### EXERCISE MATERIALS

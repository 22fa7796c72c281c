//! # probsim: Monte Carlo Estimation of Classical Probability Puzzles
//!
//! This crate estimates probabilities by repeating random trials and counting
//! outcomes, rather than by closed-form computation. Every result is a
//! statistical estimate whose accuracy grows with the number of trials.
//!
//! ## Architecture
//!
//! ```text
//! ┌──────────────┐   ┌────────────────┐   ┌──────────────────┐   ┌──────────┐
//! │ RandomSource │──▶│ Trial          │──▶│ SimulationRunner │──▶│ Estimate │
//! │ (SimRng,     │   │ Birthday, Dice │   │ sequential /     │   │ fraction │
//! │  Scripted)   │   │ MontyHall, ... │   │ forked / shared  │   │ precision│
//! └──────────────┘   └────────────────┘   └──────────────────┘   └──────────┘
//! ```
//!
//! ## Quick Start
//!
//! ```rust
//! use probsim::{Birthday, SimRng, SimulationRunner, experiments};
//!
//! let runner = SimulationRunner::new(10_000)?;
//! let trial = Birthday::new(23)?;
//! let mut rng = SimRng::new(12345);
//!
//! let estimate = experiments::birthday_collision(&runner, &trial, &mut rng)?;
//! assert!(estimate.value() > 0.4 && estimate.value() < 0.6);
//! # Ok::<(), probsim::SimError>(())
//! ```
//!
//! ## Key Concepts
//!
//! - **`RandomSource`**: uniform integers in `[0, bound)`, passed explicitly
//! - **`Trial`**: one independent simulated event
//! - **`FrequencyTable`** / **`PairedTable`**: outcome counts
//! - **`Estimate`**: fraction of trials plus its sample size

#![cfg_attr(test, allow(clippy::float_cmp))] // Test assertions use exact float comparisons

mod error;
pub mod estimate;
pub mod experiments;
mod rng;
pub mod runner;
pub mod tally;
pub mod trials;

pub use error::SimError;
pub use estimate::{Estimate, precision, to_fraction};
pub use rng::{RandomSource, ScriptedRng, SimRng};
pub use runner::{ExecutionMode, SimulationRunner, run_trials};
pub use tally::{FrequencyTable, PairedOutcome, PairedTable, Tally};
pub use trials::{
    Birthday, DiagnosticTest, Diagnosis, Dice, MontyHall, MontyHallOutcome, Trial,
    is_positive_event,
};
//! Diagnostic-test precision trial.
//!
//! A rare condition and an imperfect test: most positive diagnoses come from
//! healthy people. The test never misses a sick person, so every sick person
//! is also diagnosed.

use serde::Serialize;

use super::Trial;
use crate::tally::{PairedOutcome, PairedTable};
use crate::{RandomSource, SimError};

/// One person in this many is sick.
pub const DEFAULT_PREVALENCE_ONE_IN: u64 = 1000;

/// One healthy person in this many is diagnosed sick anyway (5%).
pub const DEFAULT_FALSE_POSITIVE_ONE_IN: u64 = 20;

/// Test result for one person.
#[derive(Debug, Clone, Copy, PartialEq, Eq, Serialize)]
pub struct Diagnosis {
    pub sick: bool,
    pub diagnosed: bool,
}

impl Diagnosis {
    /// Diagnosed without being sick.
    pub fn is_false_positive(&self) -> bool {
        self.diagnosed && !self.sick
    }
}

impl PairedOutcome for Diagnosis {
    fn pair(&self) -> (bool, bool) {
        (self.sick, self.diagnosed)
    }
}

/// Returns true one time in `population_size`.
///
/// Implemented as `draw == 1` over `[0, population_size)`, which has
/// probability exactly `1 / population_size` for a uniform source. A
/// population of one never produces a positive event.
pub fn is_positive_event<R: RandomSource + ?Sized>(
    rng: &mut R,
    population_size: u64,
) -> Result<bool, SimError> {
    let population_size = SimError::require_positive("population_size", population_size)?;
    Ok(one_chance_in(rng, population_size))
}

#[inline]
fn one_chance_in<R: RandomSource + ?Sized>(rng: &mut R, n: u64) -> bool {
    rng.next_uniform(n) == 1
}

/// Samples one person and runs the test on them.
#[derive(Debug, Clone, Copy, PartialEq, Eq)]
pub struct DiagnosticTest {
    prevalence_one_in: u64,
    false_positive_one_in: u64,
}

impl Default for DiagnosticTest {
    fn default() -> Self {
        Self {
            prevalence_one_in: DEFAULT_PREVALENCE_ONE_IN,
            false_positive_one_in: DEFAULT_FALSE_POSITIVE_ONE_IN,
        }
    }
}

impl DiagnosticTest {
    /// Creates a test with custom base and false-positive rates.
    pub fn new(prevalence_one_in: u64, false_positive_one_in: u64) -> Result<Self, SimError> {
        Ok(Self {
            prevalence_one_in: SimError::require_positive("prevalence_one_in", prevalence_one_in)?,
            false_positive_one_in: SimError::require_positive(
                "false_positive_one_in",
                false_positive_one_in,
            )?,
        })
    }

    pub fn prevalence_one_in(&self) -> u64 {
        self.prevalence_one_in
    }

    pub fn false_positive_one_in(&self) -> u64 {
        self.false_positive_one_in
    }

    /// Draws whether the person is sick, then whether they test positive.
    ///
    /// Sick people are always diagnosed and consume a single draw.
    pub fn examine<R: RandomSource + ?Sized>(&self, rng: &mut R) -> Diagnosis {
        let sick = one_chance_in(rng, self.prevalence_one_in);
        let diagnosed = sick || one_chance_in(rng, self.false_positive_one_in);
        Diagnosis { sick, diagnosed }
    }
}

impl Trial for DiagnosticTest {
    type Outcome = Diagnosis;
    type Tally = PairedTable;

    #[inline]
    fn run<R: RandomSource + ?Sized>(&self, rng: &mut R) -> Diagnosis {
        self.examine(rng)
    }

    fn name(&self) -> &'static str {
        "diagnostic"
    }
}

######

**WHAT THE TASK REQUIRES**
Each line from the top of the data, up to and including the line that contains "result is a", should be set down exactly.

**RESPONSE AREA**
repository 22fa7796c72c281c
//! # probsim: Monte Carlo Estimation of Classical Probability Puzzles
//!
//! This crate estimates probabilities by repeating random trials and counting
//! outcomes, rather than by closed-form computation. Every result is a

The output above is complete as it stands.